Y. N. : Eh bien, cela dépend vraiment de la production. Certains films ont un budget décent, d’autres n’ont pratiquement rien. Lorsqu’il s’agit d’un projet à petit budget ou sans budget, la rémunération peut être extrêmement faible. Par exemple, même si vous jouez le rôle principal, vous ne gagnerez peut-être que 200 000 ou 300 000 yens [de 1 150 à 1 700 euros] pour un mois entier de tournage. Je pense que beaucoup d’acteurs se trouvent dans cette situation. C’est pourquoi tant d’acteurs comptent sur les publicités : ils ne peuvent pas survivre uniquement du cinéma. Et même ceux qui n’apparaissent pas dans les publicités ont souvent des emplois à temps partiel ou des activités secondaires pour subvenir à leurs besoins. En fait, cela ne concerne pas seulement les acteurs. Les musiciens sont dans la même situation. Au Japon, seule une poignée de personnes peuvent vraiment vivre de leur art. Pour les autres, c’est extrêmement difficile.

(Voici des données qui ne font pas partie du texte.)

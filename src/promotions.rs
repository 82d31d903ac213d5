//! Promotions
//!
//! A promotion is a time-windowed percentage discount identified by a code.
//! The directory is the lookup surface used at checkout; whether a promotion
//! is active is always evaluated against the caller's clock at the moment of
//! the call, never cached.

use std::sync::{PoisonError, RwLock, RwLockReadGuard, RwLockWriteGuard};

use decimal_percentage::Percentage;
use jiff::civil::Date;
use rust_decimal::Decimal;
use rustc_hash::FxHashMap;
use serde::{Deserialize, Serialize};
use thiserror::Error;

/// Errors related to promotion construction or lookup.
#[derive(Debug, Error, PartialEq, Eq)]
pub enum PromotionError {
    /// The discount is outside 0–100 percent points.
    #[error("discount must be between 0 and 100 percent, got {0}")]
    InvalidDiscount(u8),

    /// The validity window ends before it starts.
    #[error("promotion window ends on {ends_on} before it starts on {starts_on}")]
    InvalidWindow {
        /// First day the promotion is valid.
        starts_on: Date,
        /// First day the promotion is no longer valid.
        ends_on: Date,
    },

    /// A promotion with this code already exists.
    #[error("a promotion with code {0:?} already exists")]
    Duplicate(String),

    /// No promotion with this code exists.
    #[error("no promotion with code {0:?}")]
    NotFound(String),
}

/// A percentage discount valid over a half-open window of dates.
#[derive(Debug, Clone, PartialEq, Eq, Serialize, Deserialize)]
pub struct Promotion {
    code: String,
    discount: u8,
    starts_on: Date,
    ends_on: Date,
    sent: bool,
}

impl Promotion {
    /// Create a promotion.
    ///
    /// # Errors
    ///
    /// - [`PromotionError::InvalidDiscount`] if `discount` exceeds 100.
    /// - [`PromotionError::InvalidWindow`] if `ends_on` precedes `starts_on`.
    pub fn new(
        code: impl Into<String>,
        discount: u8,
        starts_on: Date,
        ends_on: Date,
    ) -> Result<Self, PromotionError> {
        if discount > 100 {
            return Err(PromotionError::InvalidDiscount(discount));
        }

        if ends_on < starts_on {
            return Err(PromotionError::InvalidWindow { starts_on, ends_on });
        }

        Ok(Promotion {
            code: code.into(),
            discount,
            starts_on,
            ends_on,
            sent: false,
        })
    }

    /// The promotion code. Case-sensitive.
    #[must_use]
    pub fn code(&self) -> &str {
        &self.code
    }

    /// The discount in whole percent points (0–100).
    #[must_use]
    pub fn discount(&self) -> u8 {
        self.discount
    }

    /// The discount as a fraction, for price arithmetic.
    #[must_use]
    pub fn discount_fraction(&self) -> Percentage {
        Percentage::from(Decimal::from(self.discount) / Decimal::ONE_HUNDRED)
    }

    /// Whether the promotion is active on the given day.
    ///
    /// The window is half-open: active on `starts_on`, no longer active on
    /// `ends_on`.
    #[must_use]
    pub fn is_active(&self, today: Date) -> bool {
        self.starts_on <= today && today < self.ends_on
    }

    /// Whether the notification collaborator has already sent this promotion.
    #[must_use]
    pub fn sent(&self) -> bool {
        self.sent
    }
}

/// Lookup of promotions by code.
#[derive(Debug, Default)]
pub struct PromotionDirectory {
    inner: RwLock<FxHashMap<String, Promotion>>,
}

impl PromotionDirectory {
    /// Create an empty directory.
    #[must_use]
    pub fn new() -> Self {
        Self::default()
    }

    /// Register a promotion.
    ///
    /// # Errors
    ///
    /// Returns [`PromotionError::Duplicate`] if a promotion with the same
    /// code is already registered.
    pub fn insert(&self, promotion: Promotion) -> Result<(), PromotionError> {
        let mut inner = self.write();

        if inner.contains_key(promotion.code()) {
            return Err(PromotionError::Duplicate(promotion.code().to_owned()));
        }

        inner.insert(promotion.code().to_owned(), promotion);

        Ok(())
    }

    /// Look up a promotion by its exact code.
    #[must_use]
    pub fn lookup(&self, code: &str) -> Option<Promotion> {
        self.read().get(code).cloned()
    }

    /// Whether the promotion with this code is active on the given day.
    ///
    /// Unknown codes are simply inactive.
    #[must_use]
    pub fn is_active(&self, code: &str, today: Date) -> bool {
        self.read()
            .get(code)
            .is_some_and(|promotion| promotion.is_active(today))
    }

    /// Flip a promotion's one-way `sent` flag. Idempotent.
    ///
    /// # Errors
    ///
    /// Returns [`PromotionError::NotFound`] if no promotion has this code.
    pub fn mark_sent(&self, code: &str) -> Result<(), PromotionError> {
        let mut inner = self.write();
        let promotion = inner
            .get_mut(code)
            .ok_or_else(|| PromotionError::NotFound(code.to_owned()))?;

        promotion.sent = true;

        Ok(())
    }

    fn read(&self) -> RwLockReadGuard<'_, FxHashMap<String, Promotion>> {
        self.inner.read().unwrap_or_else(PoisonError::into_inner)
    }

    fn write(&self) -> RwLockWriteGuard<'_, FxHashMap<String, Promotion>> {
        self.inner.write().unwrap_or_else(PoisonError::into_inner)
    }
}

#[cfg(test)]
mod tests {
    use jiff::civil::date;
    use testresult::TestResult;

    use super::*;

    fn january_promo() -> Promotion {
        match Promotion::new("JAN10", 10, date(2024, 1, 1), date(2024, 2, 1)) {
            Ok(promo) => promo,
            Err(err) => panic!("fixture promotion is valid: {err}"),
        }
    }

    #[test]
    fn discount_over_100_is_rejected() {
        let result = Promotion::new("BIG", 101, date(2024, 1, 1), date(2024, 2, 1));

        assert_eq!(result, Err(PromotionError::InvalidDiscount(101)));
    }

    #[test]
    fn inverted_window_is_rejected() {
        let result = Promotion::new("BAD", 10, date(2024, 2, 1), date(2024, 1, 1));

        assert!(matches!(result, Err(PromotionError::InvalidWindow { .. })));
    }

    #[test]
    fn window_is_half_open() {
        let promo = january_promo();

        assert!(promo.is_active(date(2024, 1, 1)));
        assert!(promo.is_active(date(2024, 1, 31)));
        assert!(!promo.is_active(date(2024, 2, 1)));
        assert!(!promo.is_active(date(2023, 12, 31)));
    }

    #[test]
    fn discount_fraction_is_exact() {
        let promo = january_promo();

        assert_eq!(
            promo.discount_fraction() * Decimal::ONE_HUNDRED,
            Decimal::from(10u8)
        );
    }

    #[test]
    fn duplicate_codes_are_rejected() -> TestResult {
        let directory = PromotionDirectory::new();
        directory.insert(january_promo())?;

        let result = directory.insert(january_promo());

        assert_eq!(result, Err(PromotionError::Duplicate("JAN10".to_owned())));

        Ok(())
    }

    #[test]
    fn lookup_is_case_sensitive() -> TestResult {
        let directory = PromotionDirectory::new();
        directory.insert(january_promo())?;

        assert!(directory.lookup("JAN10").is_some());
        assert!(directory.lookup("jan10").is_none());

        Ok(())
    }

    #[test]
    fn is_active_checks_window_per_call() -> TestResult {
        let directory = PromotionDirectory::new();
        directory.insert(january_promo())?;

        assert!(directory.is_active("JAN10", date(2024, 1, 31)));
        assert!(!directory.is_active("JAN10", date(2024, 2, 1)));
        assert!(!directory.is_active("MISSING", date(2024, 1, 31)));

        Ok(())
    }

    #[test]
    fn mark_sent_is_one_way_and_idempotent() -> TestResult {
        let directory = PromotionDirectory::new();
        directory.insert(january_promo())?;

        directory.mark_sent("JAN10")?;
        directory.mark_sent("JAN10")?;

        assert!(
            directory.lookup("JAN10").is_some_and(|promo| promo.sent()),
            "sent flag should stick"
        );

        Ok(())
    }

    #[test]
    fn mark_sent_unknown_code_errors() {
        let directory = PromotionDirectory::new();

        let result = directory.mark_sent("NOPE");

        assert_eq!(result, Err(PromotionError::NotFound("NOPE".to_owned())));
    }
}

En tant que réalisateur, faites-vous d’autres types de travail en dehors de vos propres films ?
Y. N. : Oui, parfois. Je réalise des publicités et des séries télévisées. En gros, j’accepte les types de travail qui me sont proposés. C’est comme ça que je m’en sors. Certains réalisateurs enseignent également, mais ce n’est pas mon cas.
Puisque nous parlons des séries télévisées, j’ai entendu dire qu’après avoir assisté au festival Kinotayo, une partie d’une série télévisée avait été tournée dans l’appartement d’un de ses membres. Est-ce vrai ? Pouvez-vous nous en dire un peu plus ?
Y. N. : Oui, c’est vrai. Il y a quelques années, il y avait une émission de télévision tardive au Japon, ou plutôt une sorte de faux documentaire. C’était un projet un peu excentrique sur un acteur japonais qui essayait de se rendre au Festival de Cannes. Ce n’était pas réel, pour ainsi dire. Je crois qu’une scène a été tournée dans l’appartement de Dimitri [Ianni]. C’est un passionné de cinéma japonais, et je l’ai interviewé dans sa chambre à cette époque. Plus tard, je me suis aussi rendu à Paris, où il exerçait divers métiers. Je l’ai interviewé là-bas également. Je ne pense pas que cette émission soit très connue en France, mais au Japon, elle est devenue une sorte de série culte de fin de soirée.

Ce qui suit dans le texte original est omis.